Cheese Nutrition Corner

Neva Cochran, MS, RDN, LD

Happy, Healthful Holiday Eating

Neva Cochran is a registered dietitian nutritionist based in Dallas. She is also a nutrition writer, researcher for Woman’s World magazine and a nutrition communications consultant to a variety of food and nutrition organizations, including Sargento. Neva has a B.S. in Nutrition and Dietetics from the University of Oklahoma and a M.S. in Nutrition from Texas Woman’s University.

As winter holiday celebrations approach, we are overwhelmed with an array of delicious food at every turn – work, home, parties, luncheons, dinners and more. Food is a traditional part of holiday festivities, and no one wants to feel deprived. So how can you enjoy without overindulging? Try this 3-D approach.
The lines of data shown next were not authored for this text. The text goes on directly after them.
//! 交叉透视表
//!
//! 一次遍历把数值按 (行值, 列值) 分桶，再对每个单元格调用聚合函数。
//! 行 / 列合计在对应的全部数值上重新计算，不是单元格结果的再聚合。

use crate::aggregation::AggregateRegistry;
use crate::utils::value::{compare_scalars, is_blank, number_or_null, numeric_value, text_value};
use crate::{AnalyticsError, Record, Result};
use serde::{Deserialize, Serialize};
use serde_json::Value;
use std::collections::HashMap;

/// 合计列名
pub const TOTAL_FIELD: &str = "_total";

/// 行内单元格对象的键: 列值 → 单元格
pub const CELLS_FIELD: &str = "_cells";

fn default_function() -> String {
    "sum".to_string()
}

/// 透视规格
#[derive(Debug, Clone, PartialEq, Eq, Serialize, Deserialize)]
pub struct PivotSpec {
    /// 行维度
    pub rows: String,
    /// 列维度
    pub columns: String,
    /// 度量字段
    pub value: String,
    #[serde(default = "default_function")]
    pub function: String,
}

/// 透视结果
#[derive(Debug, Clone, PartialEq, Serialize)]
#[serde(rename_all = "camelCase")]
pub struct PivotTable {
    pub row_dimension: String,
    pub column_dimension: String,
    pub value_field: String,
    pub function: String,
    pub row_values: Vec<String>,
    pub column_values: Vec<String>,
    /// `cells[i][j]` 对应 `row_values[i]` × `column_values[j]`，无记录时为 null
    pub cells: Vec<Vec<Value>>,
    pub row_totals: Vec<Value>,
    pub column_totals: Vec<Value>,
    pub grand_total: Value,
    /// 行或列维度缺失而被跳过的记录数
    pub skipped: usize,
}

#[derive(Default)]
struct Bucket {
    records: usize,
    values: Vec<f64>,
}

/// 维度值排序: 能解析为数字时按数值
fn sorted_keys(keys: impl Iterator<Item = String>) -> Vec<String> {
    let mut out: Vec<String> = keys.collect();
    out.sort_by(|a, b| compare_scalars(&Value::String(a.clone()), &Value::String(b.clone())));
    out
}

impl PivotTable {
    /// 构建透视表
    ///
    /// 行值数 × 列值数超过 `max_cells` 时返回 `ResourceLimit`。
    pub fn build(
        records: &[&Record],
        spec: &PivotSpec,
        registry: &AggregateRegistry,
        max_cells: Option<usize>,
    ) -> Result<Self> {
        if spec.rows.trim().is_empty() || spec.columns.trim().is_empty() {
            return Err(AnalyticsError::InvalidSpec(
                "pivot requires both a row and a column dimension".into(),
            ));
        }
        // 未知函数: 表结构照常构建，所有单元格与合计为 null
        let known = registry.contains(&spec.function);
        if !known {
            log::warn!(
                "Pivot on '{}' uses unknown aggregate function '{}', cells will be null",
                spec.value,
                spec.function
            );
        }

        let mut buckets: HashMap<(String, String), Bucket> = HashMap::new();
        let mut row_values: HashMap<String, Vec<f64>> = HashMap::new();
        let mut column_values: HashMap<String, Vec<f64>> = HashMap::new();
        let mut all_values = Vec::new();
        let mut skipped = 0;

        for record in records {
            let (row_raw, col_raw) = (record.get(&spec.rows), record.get(&spec.columns));
            if is_blank(row_raw) || is_blank(col_raw) {
                skipped += 1;
                continue;
            }
            let (row_key, col_key) = match (row_raw.and_then(text_value), col_raw.and_then(text_value)) {
                (Some(r), Some(c)) => (r, c),
                _ => {
                    skipped += 1;
                    continue;
                }
            };

            let x = record.get(&spec.value).and_then(numeric_value);
            let bucket = buckets.entry((row_key.clone(), col_key.clone())).or_default();
            bucket.records += 1;

            let row_bucket = row_values.entry(row_key).or_default();
            let col_bucket = column_values.entry(col_key).or_default();
            if let Some(x) = x {
                bucket.values.push(x);
                row_bucket.push(x);
                col_bucket.push(x);
                all_values.push(x);
            }
        }

        let rows = sorted_keys(row_values.keys().cloned());
        let cols = sorted_keys(column_values.keys().cloned());

        let cell_count = rows.len().saturating_mul(cols.len());
        if let Some(limit) = max_cells {
            if cell_count > limit {
                log::warn!(
                    "Pivot rejected: {} x {} = {} cells exceeds limit {}",
                    rows.len(),
                    cols.len(),
                    cell_count,
                    limit
                );
                return Err(AnalyticsError::ResourceLimit(format!(
                    "pivot of {} cells exceeds limit {}",
                    cell_count, limit
                )));
            }
        }

        let compute = |values: &[f64]| -> Value {
            if !known {
                return Value::Null;
            }
            number_or_null(registry.apply(&spec.function, values).ok().flatten())
        };

        let mut cells = Vec::with_capacity(rows.len());
        for r in &rows {
            let mut line = Vec::with_capacity(cols.len());
            for c in &cols {
                let cell = match buckets.get(&(r.clone(), c.clone())) {
                    Some(bucket) if bucket.records > 0 => compute(&bucket.values),
                    _ => Value::Null,
                };
                line.push(cell);
            }
            cells.push(line);
        }

        let row_totals: Vec<Value> = rows
            .iter()
            .map(|r| compute(row_values.get(r).map(Vec::as_slice).unwrap_or(&[])))
            .collect();
        let column_totals: Vec<Value> = cols
            .iter()
            .map(|c| compute(column_values.get(c).map(Vec::as_slice).unwrap_or(&[])))
            .collect();
        let grand_total = compute(&all_values);

        log::debug!(
            "Pivot {} x {} built from {} records ({} skipped)",
            rows.len(),
            cols.len(),
            records.len(),
            skipped
        );

        Ok(Self {
            row_dimension: spec.rows.clone(),
            column_dimension: spec.columns.clone(),
            value_field: spec.value.clone(),
            function: spec.function.clone(),
            row_values: rows,
            column_values: cols,
            cells,
            row_totals,
            column_totals,
            grand_total,
            skipped,
        })
    }

    pub fn cell(&self, row: &str, column: &str) -> Option<&Value> {
        let i = self.row_values.iter().position(|r| r == row)?;
        let j = self.column_values.iter().position(|c| c == column)?;
        self.cells.get(i).and_then(|line| line.get(j))
    }

    /// 每个行值一行: 行维度列 + `_cells` (列值 → 单元格) + `_total`
    ///
    /// 列值放在独立对象里，任何列值都不会覆盖行标签或合计。
    pub fn to_rows(&self) -> Vec<Record> {
        self.row_values
            .iter()
            .zip(self.cells.iter().zip(&self.row_totals))
            .map(|(row_value, (line, total))| {
                let cells: Record = self
                    .column_values
                    .iter()
                    .cloned()
                    .zip(line.iter().cloned())
                    .collect();
                let mut row = Record::new();
                row.insert(self.row_dimension.clone(), Value::String(row_value.clone()));
                row.insert(CELLS_FIELD.to_string(), Value::Object(cells));
                row.insert(TOTAL_FIELD.to_string(), total.clone());
                row
            })
            .collect()
    }
}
1. Devour the best and leave the rest
Many foods are unique to the holidays, so savor those and leave the foods that you would normally eat year-round off your plate. For instance, enjoy sweet potatoes rather than mashed potatoes, a cheese ball instead of onion dip, or pumpkin pie in place of chocolate cake. If you are trying to save on calories without compromising on taste when preparing holiday dishes, substitute lower-fat ingredients like fat-free evaporated milk for cream in mashed potatoes, Sargento Shredded Reduced Fat Natural Cheese in a casserole, or a graham cracker crust for a pastry crust for pies.

2. Decrease portions
Rather than give up holiday treats, eat smaller portions and don’t take second helpings. Use the Choose MyPlate approach by making half your plate fruits and vegetables, one quarter lean protein and one quarter grains, plus a serving of dairy on the side or included in one of the foods on your plate. Find creative ways to trim portion sizes without sacrificing taste, like using Sargento Ultra Thin Slices that are only 40-45 calories per slice with all the delicious flavor of natural cheese.

3. Deliver nutrition
Many traditional holiday foods are brimming with nutrients essential for good health. Turkey boasts high-quality protein, vitamin B6 and niacin; sweet potatoes supply fiber, potassium, and vitamins A and C; natural cheese – often used as an appetizer, recipe ingredient or a topping for veggies – provides high-quality protein and calcium; and dark green veggies like broccoli contain vitamins A, C and folate as well as fiber. By filling your plate with a variety of delicious and nutritious foods, you’ll not only please your palate but also add to the healthfulness of your diet.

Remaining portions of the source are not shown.